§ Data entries
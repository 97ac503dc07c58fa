//! Manual memory allocation for columnar buffers, with a debug/test-only
//! checked decorator that keeps exact books on every live allocation.
//!
//! The [`CheckedAllocator`] wraps any [`Allocator`] and tracks a running
//! total of live bytes plus a registry of outstanding allocations, each
//! annotated with the call site that produced it. At the end of a test,
//! [`CheckedAllocator::assert_size`] enumerates every leak with its captured
//! stack and flags any disagreement between the tracked total and the
//! expected value.

pub mod alloc;
pub mod report;
pub mod stack;

pub use alloc::{
    Allocator, CheckedAllocator, CheckedAllocatorScope, FrameSkip, Mallocator, RawBuf,
};
pub use report::{CollectingReporter, LogReporter, Reporter};
//! The reporting sink consumed by the leak and size assertions.

use std::{fmt, sync::Mutex};

/// A test-harness sink for assertion failures. Failures are non-fatal so a
/// single assertion call can enumerate every leak instead of aborting at
/// the first one.
pub trait Reporter {
    /// Record one formatted failure.
    fn errorf(&self, args: fmt::Arguments<'_>);

    /// Mark the calling helper as test plumbing. A no-op unless the sink
    /// has a notion of helper frames.
    fn helper(&self) {}
}

impl<R> Reporter for &R
where
    R: Reporter + ?Sized,
{
    fn errorf(&self, args: fmt::Arguments<'_>) {
        (**self).errorf(args)
    }

    fn helper(&self) {
        (**self).helper()
    }
}

/// Routes failures to `log::error!`.
pub struct LogReporter;

impl Reporter for LogReporter {
    fn errorf(&self, args: fmt::Arguments<'_>) {
        log::error!("{args}");
    }
}

/// Buffers failures for later inspection. The default sink in tests.
#[derive(Default)]
pub struct CollectingReporter {
    failures: Mutex<Vec<String>>,
}

impl CollectingReporter {
    pub fn new() -> Self {
        Self::default()
    }

    pub fn failures(&self) -> Vec<String> {
        self.failures.lock().unwrap().clone()
    }

    pub fn len(&self) -> usize {
        self.failures.lock().unwrap().len()
    }

    pub fn is_empty(&self) -> bool {
        self.len() == 0
    }
}

impl Reporter for CollectingReporter {
    fn errorf(&self, args: fmt::Arguments<'_>) {
        self.failures.lock().unwrap().push(args.to_string());
    }
}
//! Core business logic - framework-agnostic filtering, aggregation and insights.
//!
//! Every function here is synchronous and pure: inputs are borrowed, outputs are
//! new values, and nothing is cached between calls.

/// Budget-vs-spend totals, severity bands and duplicate consolidation
pub mod budget;
/// Budget create/edit form validation
pub mod budget_form;
/// Category lookup and display-name resolution
pub mod category;
/// Dashboard expense figures derived from receipts
pub mod expense;
/// Recommendation facts derived from budget utilization
pub mod insight;
/// Receipt filtering, sorting and list query parameters
pub mod receipt_query;
/// Plain-text rendering of reports and receipt tables
pub mod report;

/// Rounds to the nearest integer with halves going towards positive infinity.
///
/// Percentages coming from the backend are rounded this way, so local
/// recomputation uses the same rule. Non-finite input yields 0.
#[must_use]
pub fn round_half_up(value: f64) -> i64 {
    if !value.is_finite() {
        return 0;
    }
    // Cast safety: saturating float-to-int conversion, values are percentages or currency units.
    #[allow(clippy::cast_possible_truncation)]
    let rounded = (value + 0.5).floor() as i64;
    rounded
}

#[cfg(test)]
mod tests {
    use super::*;

    #[test]
    fn test_round_half_up() {
        assert_eq!(round_half_up(79.5), 80);
        assert_eq!(round_half_up(79.49), 79);
        assert_eq!(round_half_up(-2.5), -2);
        assert_eq!(round_half_up(-2.51), -3);
        assert_eq!(round_half_up(0.0), 0);
    }

    #[test]
    fn test_round_half_up_non_finite() {
        assert_eq!(round_half_up(f64::NAN), 0);
        assert_eq!(round_half_up(f64::INFINITY), 0);
    }
}
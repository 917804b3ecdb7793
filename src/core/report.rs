//! Report generation business logic.
//!
//! This module assembles a month's budget figures into a structured report and
//! renders reports and receipt lists as plain text. Assembly is pure; the
//! rendering functions only build strings.

use crate::{
    core::{
        budget::{self, BudgetSummary, Severity},
        category::CategoryDirectory,
        insight::{InsightThresholds, Insights, NarrativeBand},
    },
    entities::{BudgetWithSpent, Receipt},
};
use std::fmt::Write;

/// One budget row of a report with its severity band.
#[derive(Debug, Clone, PartialEq)]
pub struct BudgetLine {
    /// The budget row
    pub item: BudgetWithSpent,
    /// Band of `item.percentage`
    pub severity: Severity,
}

/// A month's budget figures, ready for display.
#[derive(Debug, Clone, PartialEq)]
pub struct BudgetReport {
    /// Calendar month (1-12)
    pub month: u32,
    /// Four-digit year
    pub year: i32,
    /// Rows after duplicate consolidation
    pub lines: Vec<BudgetLine>,
    /// Totals over `lines`
    pub summary: BudgetSummary,
    /// Recommendation facts over `lines`
    pub insights: Insights,
}

impl BudgetReport {
    /// Builds the report for `month`/`year` from comparison rows.
    ///
    /// Rows outside the period are ignored and duplicate slots are merged before
    /// any totals are taken.
    #[must_use]
    pub fn build(
        items: &[BudgetWithSpent],
        month: u32,
        year: i32,
        thresholds: &InsightThresholds,
    ) -> Self {
        let rows = budget::consolidate(&budget::in_period(items, month, year));
        let summary = budget::summarize(&rows);
        let insights = Insights::derive(&rows, &summary, thresholds);
        let lines = rows
            .into_iter()
            .map(|item| BudgetLine {
                severity: budget::classify(item.percentage),
                item,
            })
            .collect();

        Self {
            month,
            year,
            lines,
            summary,
            insights,
        }
    }
}

/// Formats an amount with thousands separators and two decimals, e.g. `"1,234.50 THB"`.
#[must_use]
pub fn format_amount(amount: f64, currency: &str) -> String {
    let fixed = format!("{:.2}", amount.abs());
    let (whole, fraction) = fixed.split_once('.').unwrap_or((fixed.as_str(), "00"));

    let mut grouped = String::with_capacity(whole.len() + whole.len() / 3);
    for (i, digit) in whole.chars().enumerate() {
        if i > 0 && (whole.len() - i) % 3 == 0 {
            grouped.push(',');
        }
        grouped.push(digit);
    }

    let sign = if amount < 0.0 && fixed != "0.00" { "-" } else { "" };
    format!("{sign}{grouped}.{fraction} {currency}")
}

/// Generates a progress bar string for visual representation.
///
/// Creates a text-based progress bar like: `[████████░░] 80%`
///
/// # Arguments
/// * `percentage` - Utilization percentage; the bar is clamped to 0-100
/// * `bar_length` - Length of the progress bar in characters (default 10)
#[must_use]
pub fn format_progress_bar(percentage: i64, bar_length: Option<usize>) -> String {
    let length = bar_length.unwrap_or(10);
    let clamped = percentage.clamp(0, 100);

    // Cast safety: clamped ∈ [0, 100] and length is small, so the product fits.
    #[allow(clippy::cast_possible_truncation, clippy::cast_sign_loss)]
    let filled = ((clamped as usize) * length + 50) / 100;
    let empty = length.saturating_sub(filled);

    format!("[{}{}] {percentage}%", "█".repeat(filled), "░".repeat(empty))
}

/// Canned recommendation text for a narrative band.
#[must_use]
pub const fn narrative_text(band: NarrativeBand) -> &'static str {
    match band {
        NarrativeBand::HighUsage => {
            "which is fairly high; be careful with spending for the rest of the month"
        }
        NarrativeBand::LowUsage => "which is healthy; there is room left for necessary spending",
        NarrativeBand::Normal => "which is within the normal range",
    }
}

/// Renders a budget report as plain text.
#[must_use]
pub fn format_budget_report(report: &BudgetReport, currency: &str) -> String {
    let mut out = format!("Budget report - {:02}/{}\n", report.month, report.year);

    if report.lines.is_empty() {
        out.push_str("  No budgets set for this month.\n");
        return out;
    }

    for line in &report.lines {
        let item = &line.item;
        let _ = writeln!(
            out,
            "  {:<16} {} spent {} of {} ({})",
            item.category_name,
            format_progress_bar(item.percentage, None),
            format_amount(item.spent, currency),
            format_amount(item.amount, currency),
            line.severity
        );
    }

    let summary = &report.summary;
    let _ = writeln!(
        out,
        "\n  Total budget:    {}",
        format_amount(summary.total_budget, currency)
    );
    let _ = writeln!(
        out,
        "  Total spent:     {}",
        format_amount(summary.total_spent, currency)
    );
    let _ = writeln!(
        out,
        "  {}  {}",
        if summary.is_within_budget() {
            "Remaining:     "
        } else {
            "Over budget by:"
        },
        format_amount(summary.total_remaining.abs(), currency)
    );

    let insights = &report.insights;
    out.push_str("\nInsights\n");
    if !insights.over_budget.is_empty() {
        let _ = writeln!(
            out,
            "  ! Nearly or over budget: {}",
            insights.over_budget.join(", ")
        );
    }
    if let Some(mean) = insights.underutilized.mean_percentage {
        let _ = writeln!(
            out,
            "  - Barely used: {} (only {mean}% on average)",
            insights.underutilized.categories.join(", ")
        );
    }
    let _ = writeln!(
        out,
        "  * Overall {}% of the budget is used, {}",
        insights.average_percentage,
        narrative_text(insights.band)
    );

    out
}

/// Renders receipts as a plain-text table, one line per receipt.
#[must_use]
pub fn format_receipt_table(receipts: &[Receipt], directory: &CategoryDirectory) -> String {
    if receipts.is_empty() {
        return "  No receipts match the current filters.\n".to_string();
    }

    let mut out = String::new();
    for r in receipts {
        let _ = writeln!(
            out,
            "  {} {:>16}  {:<20} {:<16} {}",
            r.receipt_date.format("%Y-%m-%d"),
            format_amount(r.amount, &r.currency),
            r.display_vendor(),
            directory.display_name(r.category_id),
            r.headline().unwrap_or("-")
        );
    }
    out
}
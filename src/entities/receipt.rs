//! Receipt entity - A single transaction parsed out of an email by the backend.
//!
//! Receipts arrive already extracted; the core never creates or deletes them.
//! The only field the dashboard changes is `category_id`, after the backend has
//! accepted a category update.

use chrono::{DateTime, NaiveDate, NaiveDateTime};
use serde::{Deserialize, Deserializer, Serialize};

/// Placeholder shown when neither vendor nor sender is known.
pub const UNSPECIFIED: &str = "unspecified";

/// Receipt record as returned by the receipts endpoint
#[derive(Clone, Debug, PartialEq, Serialize, Deserialize)]
pub struct Receipt {
    /// Unique identifier for the receipt
    pub id: i64,
    /// Subject line of the email the receipt came from
    #[serde(default)]
    pub email_subject: Option<String>,
    /// Sender address of that email
    #[serde(default)]
    pub email_from: Option<String>,
    /// Merchant name extracted from the email body
    #[serde(default)]
    pub vendor_name: Option<String>,
    /// Category this receipt is filed under, None when uncategorized
    #[serde(default)]
    pub category_id: Option<i64>,
    /// Date of the transaction (`YYYY-MM-DD`)
    pub receipt_date: NaiveDate,
    /// Transaction amount
    pub amount: f64,
    /// ISO currency code, e.g. `"THB"`
    pub currency: String,
    /// Merchant's receipt or order number
    #[serde(default)]
    pub receipt_number: Option<String>,
    /// Payment method as printed on the receipt
    #[serde(default)]
    pub payment_method: Option<String>,
    /// Free-text notes
    #[serde(default)]
    pub notes: Option<String>,
    /// When the backend ingested the receipt, as wall-clock time
    #[serde(deserialize_with = "deserialize_timestamp")]
    pub created_at: NaiveDateTime,
}

impl Receipt {
    /// Name to show for the merchant: vendor, then sender, then [`UNSPECIFIED`].
    #[must_use]
    pub fn display_vendor(&self) -> &str {
        non_blank(self.vendor_name.as_deref())
            .or_else(|| non_blank(self.email_from.as_deref()))
            .unwrap_or(UNSPECIFIED)
    }

    /// Short description for expense lists: vendor, then subject, then [`UNSPECIFIED`].
    #[must_use]
    pub fn description(&self) -> &str {
        non_blank(self.vendor_name.as_deref())
            .or_else(|| non_blank(self.email_subject.as_deref()))
            .unwrap_or(UNSPECIFIED)
    }

    /// Headline for the receipt table: subject, then notes.
    #[must_use]
    pub fn headline(&self) -> Option<&str> {
        non_blank(self.email_subject.as_deref()).or_else(|| non_blank(self.notes.as_deref()))
    }

    /// True when any of subject, vendor or sender contains `needle`.
    ///
    /// `needle` must already be lowercased. Missing fields never match.
    #[must_use]
    pub fn mentions(&self, needle: &str) -> bool {
        [&self.email_subject, &self.vendor_name, &self.email_from]
            .into_iter()
            .flatten()
            .any(|field| field.to_lowercase().contains(needle))
    }
}

fn non_blank(value: Option<&str>) -> Option<&str> {
    value.filter(|s| !s.trim().is_empty())
}

/// Accepts RFC 3339 timestamps with an offset as well as naive ones.
///
/// An offset is dropped and the local wall-clock time kept.
fn deserialize_timestamp<'de, D>(deserializer: D) -> Result<NaiveDateTime, D::Error>
where
    D: Deserializer<'de>,
{
    let raw = String::deserialize(deserializer)?;
    let text = raw.trim();
    DateTime::parse_from_rfc3339(text)
        .map(|stamped| stamped.naive_local())
        .or_else(|_| NaiveDateTime::parse_from_str(text, "%Y-%m-%dT%H:%M:%S%.f"))
        .or_else(|_| NaiveDateTime::parse_from_str(text, "%Y-%m-%d %H:%M:%S%.f"))
        .map_err(|e| serde::de::Error::custom(format!("invalid timestamp {text:?}: {e}")))
}
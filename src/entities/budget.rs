//! Budget entities - Monthly spending caps and their spend-to-date projection.
//!
//! A [`Budget`] caps spending for one category in one calendar month. The
//! budget comparison endpoint joins each budget with the receipts of that
//! category and month and returns a [`BudgetWithSpent`]. Both are read-only
//! for the core.

use crate::core::round_half_up;
use serde::{Deserialize, Deserializer, Serialize};

/// Budget record as returned by the budgets endpoint
#[derive(Clone, Debug, PartialEq, Serialize, Deserialize)]
pub struct Budget {
    /// Unique identifier for the budget
    pub id: i64,
    /// Category this budget caps
    pub category_id: i64,
    /// Spending cap for the month
    pub amount: f64,
    /// Calendar month (1-12)
    pub month: u32,
    /// Four-digit year
    pub year: i32,
}

impl Budget {
    /// The (category, month, year) triple at most one budget may occupy.
    #[must_use]
    pub const fn slot(&self) -> (i64, u32, i32) {
        (self.category_id, self.month, self.year)
    }
}

/// A budget joined with the amount spent against it
#[derive(Clone, Debug, PartialEq, Serialize, Deserialize)]
pub struct BudgetWithSpent {
    /// Budget identifier
    pub id: i64,
    /// Category this budget caps
    pub category_id: i64,
    /// Resolved category name
    pub category_name: String,
    /// Spending cap for the month
    pub amount: f64,
    /// Sum of matching receipt amounts
    pub spent: f64,
    /// `round(spent / amount * 100)`, 0 when `amount` is 0
    #[serde(deserialize_with = "deserialize_percentage")]
    pub percentage: i64,
    /// Calendar month (1-12)
    pub month: u32,
    /// Four-digit year
    pub year: i32,
}

impl BudgetWithSpent {
    /// Builds the projection for `budget`, deriving the percentage from `spent`.
    #[must_use]
    pub fn new(budget: &Budget, category_name: impl Into<String>, spent: f64) -> Self {
        Self {
            id: budget.id,
            category_id: budget.category_id,
            category_name: category_name.into(),
            amount: budget.amount,
            spent,
            percentage: Self::percentage_of(spent, budget.amount),
            month: budget.month,
            year: budget.year,
        }
    }

    /// Share of `amount` consumed by `spent`, as a rounded whole percentage.
    ///
    /// Returns 0 for a zero or non-finite budget amount so no `NaN` or infinity
    /// reaches the display.
    #[must_use]
    pub fn percentage_of(spent: f64, amount: f64) -> i64 {
        if amount == 0.0 || !amount.is_finite() {
            return 0;
        }
        round_half_up(spent / amount * 100.0)
    }

    /// The (category, month, year) triple this entry occupies.
    #[must_use]
    pub const fn slot(&self) -> (i64, u32, i32) {
        (self.category_id, self.month, self.year)
    }
}

// The comparison endpoint has been seen sending `65.0` as well as `65`.
fn deserialize_percentage<'de, D>(deserializer: D) -> Result<i64, D::Error>
where
    D: Deserializer<'de>,
{
    let value = f64::deserialize(deserializer)?;
    Ok(round_half_up(value))
}
//! Unified error types and result handling.
//!
//! The pure computations in [`crate::core`] never fail; only parsing, form
//! validation and the binary's file I/O produce these errors.

use thiserror::Error;

/// Crate-wide error type.
#[derive(Debug, Error)]
pub enum Error {
    /// Configuration could not be read or parsed
    #[error("Configuration error: {message}")]
    Config {
        /// What went wrong
        message: String,
    },

    /// Filesystem failure while reading a config or snapshot file
    #[error("I/O error: {0}")]
    Io(#[from] std::io::Error),

    /// Snapshot payload was not valid JSON for the expected shape
    #[error("Snapshot parse error: {0}")]
    Json(#[from] serde_json::Error),

    /// Config file was not valid TOML for the expected shape
    #[error("TOML parse error: {0}")]
    Toml(#[from] toml::de::Error),

    /// Environment variable error
    #[error("Environment variable error: {0}")]
    EnvVar(#[from] std::env::VarError),

    /// A filter criterion (category or sort key) could not be parsed
    #[error("Invalid filter value: '{value}'")]
    InvalidFilter {
        /// The rejected raw value
        value: String,
    },

    /// Budget amount is not a positive finite number
    #[error("Invalid amount: {amount}")]
    InvalidAmount {
        /// The rejected amount
        amount: f64,
    },

    /// Budget month/year outside the accepted range
    #[error("Invalid budget period: {month}/{year}")]
    InvalidPeriod {
        /// Month as given (1-12 expected)
        month: i64,
        /// Year as given (four digits expected)
        year: i64,
    },

    /// A budget already exists for this category and period
    #[error("A budget for category {category_id} already exists for {month}/{year}")]
    DuplicateBudget {
        /// Category the budget caps
        category_id: i64,
        /// Month of the colliding budget
        month: u32,
        /// Year of the colliding budget
        year: i32,
    },

    /// No receipt with the given id in the current list
    #[error("Receipt not found: {id}")]
    ReceiptNotFound {
        /// Missing receipt id
        id: i64,
    },
}

// Convenience `Result` type
pub type Result<T> = std::result::Result<T, Error>;
//! Shared test utilities for `receipt-buddy`.
//!
//! Builders for receipts, categories and budgets with sensible defaults, plus a
//! small fixed data set used across the core tests.
#![allow(clippy::unwrap_used)]

use crate::entities::{Budget, BudgetWithSpent, Category, Receipt};
use chrono::NaiveDate;

/// Parses a `YYYY-MM-DD` literal.
pub fn date(s: &str) -> NaiveDate {
    NaiveDate::parse_from_str(s, "%Y-%m-%d").unwrap()
}

/// Creates a test receipt with sensible defaults.
///
/// # Defaults
/// * `email_subject`: `"Receipt #<id>"`
/// * `email_from`: `"receipts@example.com"`
/// * `vendor_name`: None
/// * `category_id`: None
/// * `currency`: `"THB"`
/// * `created_at`: midnight of `receipt_date`
pub fn receipt(id: i64, amount: f64, receipt_date: &str) -> Receipt {
    let day = date(receipt_date);
    Receipt {
        id,
        email_subject: Some(format!("Receipt #{id}")),
        email_from: Some("receipts@example.com".to_string()),
        vendor_name: None,
        category_id: None,
        receipt_date: day,
        amount,
        currency: "THB".to_string(),
        receipt_number: None,
        payment_method: None,
        notes: None,
        created_at: day.and_hms_opt(0, 0, 0).unwrap(),
    }
}

/// Creates a test receipt from a vendor, filed under `category_id`.
pub fn vendor_receipt(
    id: i64,
    vendor: &str,
    category_id: Option<i64>,
    amount: f64,
    receipt_date: &str,
) -> Receipt {
    let mut r = receipt(id, amount, receipt_date);
    r.vendor_name = Some(vendor.to_string());
    r.email_subject = Some(format!("Your {vendor} receipt"));
    r.email_from = Some(format!("noreply@{}.example", vendor.to_lowercase()));
    r.category_id = category_id;
    r
}

/// Creates a test category with a neutral color and no icon.
pub fn category(id: i64, name: &str) -> Category {
    Category {
        id,
        name: name.to_string(),
        color: "#2F584F".to_string(),
        icon: None,
    }
}

/// Categories 1-3 used by [`sample_receipts`].
pub fn sample_categories() -> Vec<Category> {
    vec![
        category(1, "Entertainment"),
        category(2, "Shopping"),
        category(3, "Transport"),
    ]
}

/// Six receipts spanning December 2023 and January 2024.
///
/// Receipt 3 is uncategorized and has no vendor name.
pub fn sample_receipts() -> Vec<Receipt> {
    let mut seven_eleven = receipt(3, 89.0, "2024-01-08");
    seven_eleven.email_subject = Some("Receipt from 7-Eleven".to_string());
    seven_eleven.email_from = Some("noreply@7eleven.example".to_string());

    vec![
        vendor_receipt(1, "Netflix", Some(1), 500.0, "2024-01-05"),
        vendor_receipt(2, "Lazada", Some(2), 1200.0, "2024-01-10"),
        seven_eleven,
        vendor_receipt(4, "Shopee", Some(2), 350.0, "2024-01-10"),
        vendor_receipt(5, "Grab", Some(3), 150.0, "2024-01-02"),
        vendor_receipt(6, "Netflix", Some(1), 500.0, "2023-12-05"),
    ]
}

/// Creates a raw budget.
pub fn budget(id: i64, category_id: i64, amount: f64, month: u32, year: i32) -> Budget {
    Budget {
        id,
        category_id,
        amount,
        month,
        year,
    }
}

/// Creates a budget comparison row for January 2024 with an explicit percentage.
///
/// The row's id equals its category id.
pub fn budget_item(
    category_id: i64,
    name: &str,
    amount: f64,
    spent: f64,
    percentage: i64,
) -> BudgetWithSpent {
    BudgetWithSpent {
        id: category_id,
        category_id,
        category_name: name.to_string(),
        amount,
        spent,
        percentage,
        month: 1,
        year: 2024,
    }
}

/// The Food/Shopping pair: 7000 budgeted, 5150 spent, average 80%.
pub fn food_and_shopping() -> Vec<BudgetWithSpent> {
    vec![
        budget_item(1, "Food", 5000.0, 3250.0, 65),
        budget_item(2, "Shopping", 2000.0, 1900.0, 95),
    ]
}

§ The task
When the entries above show the word "contains" in a line, copy that line out.

§ Solution to this task
    /// True when any of subject, vendor or sender contains `needle`.
            .any(|field| field.to_lowercase().contains(needle))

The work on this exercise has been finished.